The thalassemia syndromes are a heterogeneous group of inherited hemolytic anemia characterized by defects in the synthesis of one or more of the globins chains subunits of the hemoglobin tetramer [1]. In β-thalassemia there is inadequate hemoglobin production of the β chain with unbalanced accumulation of α chains leading to their precipitation leading to an ineffective erythropoiesis and hemolytic anemia [2-4]. The main stay of treatment is palliative by regular blood transfusion which results in iron overload [5], oxidative stress [6,7] and blood-borne infections [5]. Oxidative stress was documented in thalassemia as well as in other hemolytic anemias, the main cause of oxidative stress is iron overload, the free - iron species generate oxygen radicals which damage practically the cell membrane of vital organs. Measurement of malondialdehyde (MDA) is widely used as an indicator of increased levels of lipid peroxidation due to oxidative stress [8,9]. One of the consequences of iron overload is delayed puberty and hypogonadism which is one of the causes of osteoporosis in patients with thalassemia [10].

Osteoporosis is a skeletal disease characterized by low bone mass and micro architectural deterioration with a resulting increase in bone fragility and consequent susceptibility to fracture [11]. With increased life expectancy, osteopenia/ osteoporosis is a major cause of bone pain which may be found in 70-80 % of patients with β thalassemia worldwide, but the underlying pathogenesis is still speculative. The causes of osteopenia/osteoporosis in thalassemia syndrome are multifactorial [12].

Tartrate resistant acid phosphatase (TRAP) expressed by osteoclasts, macrophages and dendritic cells, are a class of metalloenzymes that catalyze the hydrolysis of various phosphate esters and anhydrides under acid reaction conditions [13].

They are glycoproteins which must be cleaved or modified to permit secretion, two isoforms have been identified in human serum termed 5a and 5b, each having different pH optimum. The TRAP gene is located on chromosome 19 (19p13.2-13.3) [13,14].

The aim of the present work was to evaluate the level of serum TRAP-5b in patients with β-thalassemia and its relation to iron overload and oxidative stress.

Subjects and Methods

Individuals submitted to this study were divided into three groups: Group I: included 30 healthy volunteers clinically free from any disease their mean age was (24.67 ± 0.78) years. They were chosen from the staff members of Medical Research Institute (MRI), Alexandria University and their relatives. Group II: included 30 unsplenectomized patients with β thalassemia major, their mean age was (16.80 ± 1.13) years. Group III: included 30 splenectomized patients with β-thalassemia major, their mean age was (23.83 ± 1.27) years.

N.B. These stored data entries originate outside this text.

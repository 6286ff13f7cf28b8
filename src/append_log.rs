/*
    Copyright © 2023, ParallelChain Lab
    Licensed under the Apache License, Version 2.0: http://www.apache.org/licenses/LICENSE-2.0
*/

//! Traits for the pluggable append-log storage that writers, views, and the System are built on.
//!
//! A base never touches storage directly. Instead, library users provide an implementation of
//! [`LogStore`], a factory for [`AppendLog`] sessions, which is in turn responsible for persistence,
//! hashing, and replication between peers.
//!
//! ## Block availability
//!
//! [`AppendLog::get`] only returns blocks that are available *locally*. Callers that need a block
//! that is not yet available register a channel with [`AppendLog::on_append`] and wait to be
//! notified, re-checking their own state (e.g., a closed flag) after every wake-up.
//!
//! ## Signed length
//!
//! A log's signed length is the length up to which its content has been committed with a valid
//! [`Multisig`] (or, for a writer's log, by the writer itself). Implementations must verify every
//! multisig passed to [`AppendLog::commit`] against the log's manifest, e.g., using
//! [`Multisig::verify`], and must refuse to truncate below the signed length.

use std::sync::mpsc::Sender;

use crate::types::{
    data_types::{CryptoHash, LogKey},
    manifest::Manifest,
    multisig::Multisig,
};

pub trait AppendLog: Clone + Send + 'static {
    /// Key identifying this log.
    fn key(&self) -> LogKey;

    /// Manifest describing this log. `None` if the manifest has not been replicated yet.
    fn manifest(&self) -> Option<Manifest>;

    /// Number of blocks in the log, including blocks that are not available locally.
    fn length(&self) -> u64;

    /// Length up to which the content of the log is committed.
    fn signed_length(&self) -> u64;

    /// Get the block at `index`, if it is available locally.
    fn get(&self, index: u64) -> Option<Vec<u8>>;

    /// Append `blocks` to the end of the log, returning the new length.
    fn append(&mut self, blocks: Vec<Vec<u8>>) -> Result<u64, AppendLogError>;

    /// Remove all blocks at positions `>= length`.
    fn truncate(&mut self, length: u64) -> Result<(), AppendLogError>;

    /// Hash of the tree formed by the first `length` blocks, if they are all available locally.
    fn tree_hash(&self, length: u64) -> Option<CryptoHash>;

    /// Commit the log up to `signature.length`.
    fn commit(&mut self, signature: Multisig) -> Result<(), AppendLogError>;

    /// Copy the first `prologue.length` blocks of `source` into this (empty) log, where `prologue`
    /// is the prologue of this log's manifest. Fails if the tree hash of `source` does not match.
    fn copy_prologue(&mut self, source: &Self) -> Result<(), AppendLogError>;

    /// Get the user data stored under `key`.
    fn user_data(&self, key: &str) -> Option<Vec<u8>>;

    /// Set (or, with `None`, delete) the user data stored under `key`.
    fn set_user_data(&mut self, key: &str, value: Option<Vec<u8>>) -> Result<(), AppendLogError>;

    /// Register a channel that receives this log's key every time a block becomes available.
    fn on_append(&self, notify: Sender<LogKey>);
}

pub trait LogStore: Clone + Send + 'static {
    type Log: AppendLog;

    /// Open the log identified by `key`. If nothing is known about the log locally, this returns
    /// an empty session that fills up as the log is replicated.
    fn open(&mut self, key: &LogKey) -> Self::Log;

    /// Open the log described by `manifest`, creating it if it does not exist.
    fn create(&mut self, manifest: &Manifest) -> Self::Log;
}

#[derive(Debug, Clone, PartialEq, Eq)]
pub enum AppendLogError {
    NotWritable { key: LogKey },
    TruncateBelowSigned { key: LogKey, length: u64, signed_length: u64 },
    InvalidSignature { key: LogKey, length: u64 },
    PrologueMismatch { key: LogKey },
    BlockNotAvailable { key: LogKey, index: u64 },
}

Patients in group II and III were of matched age as the control group and were recruited from the children blood transfusion center, the Egyptian Red Crescent, Bacous branch, Alexandria branch. This work was conducted according to the guidelines of the local Ethical Committee of MRI and an informed consent was taken from all contributors in this study.

1. To all subjects the following investigations were done.

2. Full history recording.

3. Thorough clinical examination, Routine laboratory investigations including complete blood picture (CBC) [15], serum ferritin [16], serum calcium [17] and serum albumin [18], 4- Determination of serum tartrate resistant acid phosphatase 5b (TRACP-5b) activity [19] and serum malondialdehyde (MDA) [20].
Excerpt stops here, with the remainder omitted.